Patrimonialismo e tolerância à corrupção brasileira

Percepção da comunidade acadêmica do Centro Universitário Una

Esta pesquisa aborda o tema da corrupção brasileira no período republicano: sua origem, conceito, percepções e tolerâncias do cidadão comum com suas práticas e as diferentes interpretações acadêmicas de como e por que o fenômeno é construído e mantido no Brasil. O nosso marco teórico são as obras de Raimundo Faoro (20120 e Sérgio Buarque de Holanda (2014), que remetem a tradição patrimonialista, abordando o fenômeno da corrupção como resultado da indistinção das esferas pública e privada nas práticas cotidianas do brasileiro. Além disso, propõe-se desenvolver uma pesquisa empírica realizada com a comunidade do Centro Universitário UNA, baseada em um pesquisa sobre a corrupção.

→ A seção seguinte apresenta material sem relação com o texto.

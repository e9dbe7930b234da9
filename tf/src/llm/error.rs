//! LLM adapter error taxonomy

use std::time::Duration;

#[derive(Debug, thiserror::Error)]
pub enum LlmError {
    /// The service cannot be reached at all; callers go straight to the
    /// rule-based fallback.
    #[error("LLM service unavailable: {0}")]
    Unavailable(String),

    #[error("API error {status}: {message}")]
    ApiError { status: u16, message: String },

    #[error("Network error: {0}")]
    Network(#[from] reqwest::Error),

    /// The response arrived but does not match the declared schema
    #[error("Response schema violation: {0}")]
    SchemaViolation(String),

    #[error("Timeout after {0:?}")]
    Timeout(Duration),

    #[error("JSON error: {0}")]
    Json(#[from] serde_json::Error),
}

impl LlmError {
    /// Whether another attempt may succeed; `Unavailable` is not retried -
    /// callers fall back immediately.
    pub fn is_retryable(&self) -> bool {
        match self {
            LlmError::Unavailable(_) => false,
            LlmError::ApiError { status, .. } => *status >= 500,
            LlmError::Network(_) => true,
            LlmError::SchemaViolation(_) => true,
            LlmError::Timeout(_) => true,
            LlmError::Json(_) => false,
        }
    }
}
#[cfg(test)]
mod tests {
    use super::*;
    use crate::domain::Task;
    use crate::driver::DriverConfig;
    use crate::events::EventBus;
    use crate::gates::QualityGates;
    use std::time::Duration;

    const PASS_SCRIPT: &str =
        r#"cat > /dev/null; echo working; echo '{"passed": true, "qualityScore": 0.97, "outputs": []}'"#;
    const FAIL_VERDICT_SCRIPT: &str =
        r#"cat > /dev/null; echo '{"passed": false, "qualityScore": 0.4, "findings": [{"severity": "high", "message": "broken"}]}'"#;

    fn test_config(script: &str, cap: u32) -> Arc<Config> {
        Arc::new(Config {
            global_max_invocations: cap,
            worker_command: "sh".to_string(),
            worker_args: vec!["-c".to_string(), script.to_string()],
            worker_max_retries: 0,
            tick_interval_ms: 20,
            cancellation_grace_ms: 500,
            invocation_max_runtime_ms: 10_000,
            invocation_max_runtime_complex_ms: 20_000,
            invocation_max_inactivity_ms: 10_000,
            heartbeat_ms: 5_000,
            ..Config::default()
        })
    }

    fn stack(config: &Arc<Config>) -> (Arc<GraphEngine>, Arc<WorkerRegistry>, Scheduler, EventBus) {
        let engine = Arc::new(GraphEngine::new(config.global_max_invocations, false));
        let registry = Arc::new(WorkerRegistry::new(
            WorkerRegistry::default_catalog(config.per_worker_max_concurrent),
            config.assignment_confidence_threshold,
        ));
        let driver = Arc::new(WorkerDriver::new(DriverConfig::from_config(config)));
        let bus = EventBus::new(4_096);
        let events = bus.emitter_for("proj-test");
        let scheduler = Scheduler::new(
            Arc::clone(&engine),
            Arc::clone(&registry),
            driver,
            events,
            Arc::clone(config),
        );
        (engine, registry, scheduler, bus)
    }

    fn gated_tasks() -> Vec<Task> {
        let t1 = Task::with_id("t1", "Implement backend piece").with_duration(30);
        QualityGates::inject(vec![t1])
    }

    #[tokio::test]
    async fn test_run_completes_gated_graph() {
        let config = test_config(PASS_SCRIPT, 100);
        let (engine, _, scheduler, bus) = stack(&config);
        let mut rx = bus.subscribe();

        engine.build("p", gated_tasks()).await.unwrap();
        let (_tx, cancel) = watch::channel(false);

        let outcome = tokio::time::timeout(Duration::from_secs(30), scheduler.run(cancel))
            .await
            .expect("run should finish");
        assert_eq!(outcome, RunOutcome::Completed);
        assert!(engine.is_complete().await);

        let t1 = engine.get_task("t1").await.unwrap();
        assert_eq!(t1.status, TaskStatus::Completed);
        assert!((t1.quality_score.unwrap() - 0.97).abs() < 1e-9);

        let mut kinds = Vec::new();
        while let Ok(event) = rx.try_recv() {
            kinds.push(event.kind().to_string());
        }
        assert!(kinds.contains(&"task_started".to_string()));
        assert!(kinds.contains(&"checkpoint_started".to_string()));
        assert!(kinds.contains(&"checkpoint_completed".to_string()));
        assert!(kinds.contains(&"task_completed".to_string()));
        assert_eq!(kinds.last().unwrap(), "project_completed");
    }

    #[tokio::test]
    async fn test_failing_checkpoints_trip_loop_detection() {
        // A tiny invocation budget plus endlessly failing checkpoints
        // must abort with LoopDetected rather than spin forever.
        let config = test_config(FAIL_VERDICT_SCRIPT, 3);
        let (engine, _, scheduler, bus) = stack(&config);
        let mut rx = bus.subscribe();

        engine.build("p", gated_tasks()).await.unwrap();
        let (_tx, cancel) = watch::channel(false);

        let outcome = tokio::time::timeout(Duration::from_secs(30), scheduler.run(cancel))
            .await
            .expect("run should finish");
        assert!(matches!(outcome, RunOutcome::Failed { error: ErrorKind::LoopDetected, .. }));
        assert_eq!(engine.invocations_started().await, 3);

        // The terminal project_failed event is the recovery layer's call,
        // emitted only after the restore ladder is exhausted.
        let mut kinds = Vec::new();
        while let Ok(event) = rx.try_recv() {
            kinds.push(event.kind().to_string());
        }
        assert!(!kinds.contains(&"project_failed".to_string()));
        assert!(kinds.contains(&"checkpoint_failed".to_string()));
    }

    #[tokio::test]
    async fn test_cancellation_skips_and_emits() {
        let config = test_config("cat > /dev/null; sleep 30", 100);
        let (engine, _, scheduler, bus) = stack(&config);
        let mut rx = bus.subscribe();

        engine.build("p", gated_tasks()).await.unwrap();
        let (tx, cancel) = watch::channel(false);

        tokio::spawn(async move {
            tokio::time::sleep(Duration::from_millis(300)).await;
            let _ = tx.send(true);
        });

        let outcome = tokio::time::timeout(Duration::from_secs(30), scheduler.run(cancel))
            .await
            .expect("run should finish");
        assert_eq!(outcome, RunOutcome::Cancelled);

        // No task reached completed; runnables were skipped
        let t1 = engine.get_task("t1").await.unwrap();
        assert_eq!(t1.status, TaskStatus::Skipped);

        let mut cancelled_events = 0;
        while let Ok(event) = rx.try_recv() {
            if event.kind() == "project_cancelled" {
                cancelled_events += 1;
            }
        }
        assert_eq!(cancelled_events, 1);
    }

    #[tokio::test]
    async fn test_worker_exit_fails_task_and_skips_dependents() {
        let config = test_config("cat > /dev/null; echo boom; exit 7", 100);
        let (engine, _, scheduler, bus) = stack(&config);
        let mut rx = bus.subscribe();

        engine.build("p", gated_tasks()).await.unwrap();
        let (_tx, cancel) = watch::channel(false);

        let outcome = tokio::time::timeout(Duration::from_secs(30), scheduler.run(cancel))
            .await
            .expect("run should finish");
        assert!(matches!(outcome, RunOutcome::Failed { .. }));

        let t1 = engine.get_task("t1").await.unwrap();
        assert_eq!(t1.status, TaskStatus::Failed);
        // Gates behind it never ran
        let review = engine.get_task("t1-review").await.unwrap();
        assert_eq!(review.status, TaskStatus::Skipped);

        let mut saw_task_failed = false;
        while let Ok(event) = rx.try_recv() {
            if let crate::events::Event::TaskFailed { error, diagnostic, .. } = event {
                assert_eq!(error, ErrorKind::WorkerExitError);
                assert!(diagnostic.unwrap_or_default().contains("boom"));
                saw_task_failed = true;
            }
        }
        assert!(saw_task_failed);
    }
}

A metodologia adotada será a pesquisa bibliográfica, procurando entender a corrupção como é discursivamente construída; a pesquisa jurisprudencial, abordando, sobretudo, os casos envolvidos na Operação Lava Jato; e empírica, observando como a mídia e redes sociais influenciam na construção das representações sobre a corrupção. São resultados e impactos esperados da pesquisa a explicação dos condicionantes que moldam o “jeito peculiar” do brasileiro tratar a corrupção e tornam imprecisos os limites entre o público e o privado nas inter-relações sociais e políticas, como também a percepção da corrupção e de suas práticas determinadas pelas divulgações midiáticas tendenciosas e pelas espoliações de determinados conteúdos acadêmicos nos currículos escolares, impedindo o desenvolvimento do senso crítico e a denúncia dessas práticas
3 como anti-éticas e anti-democráticas.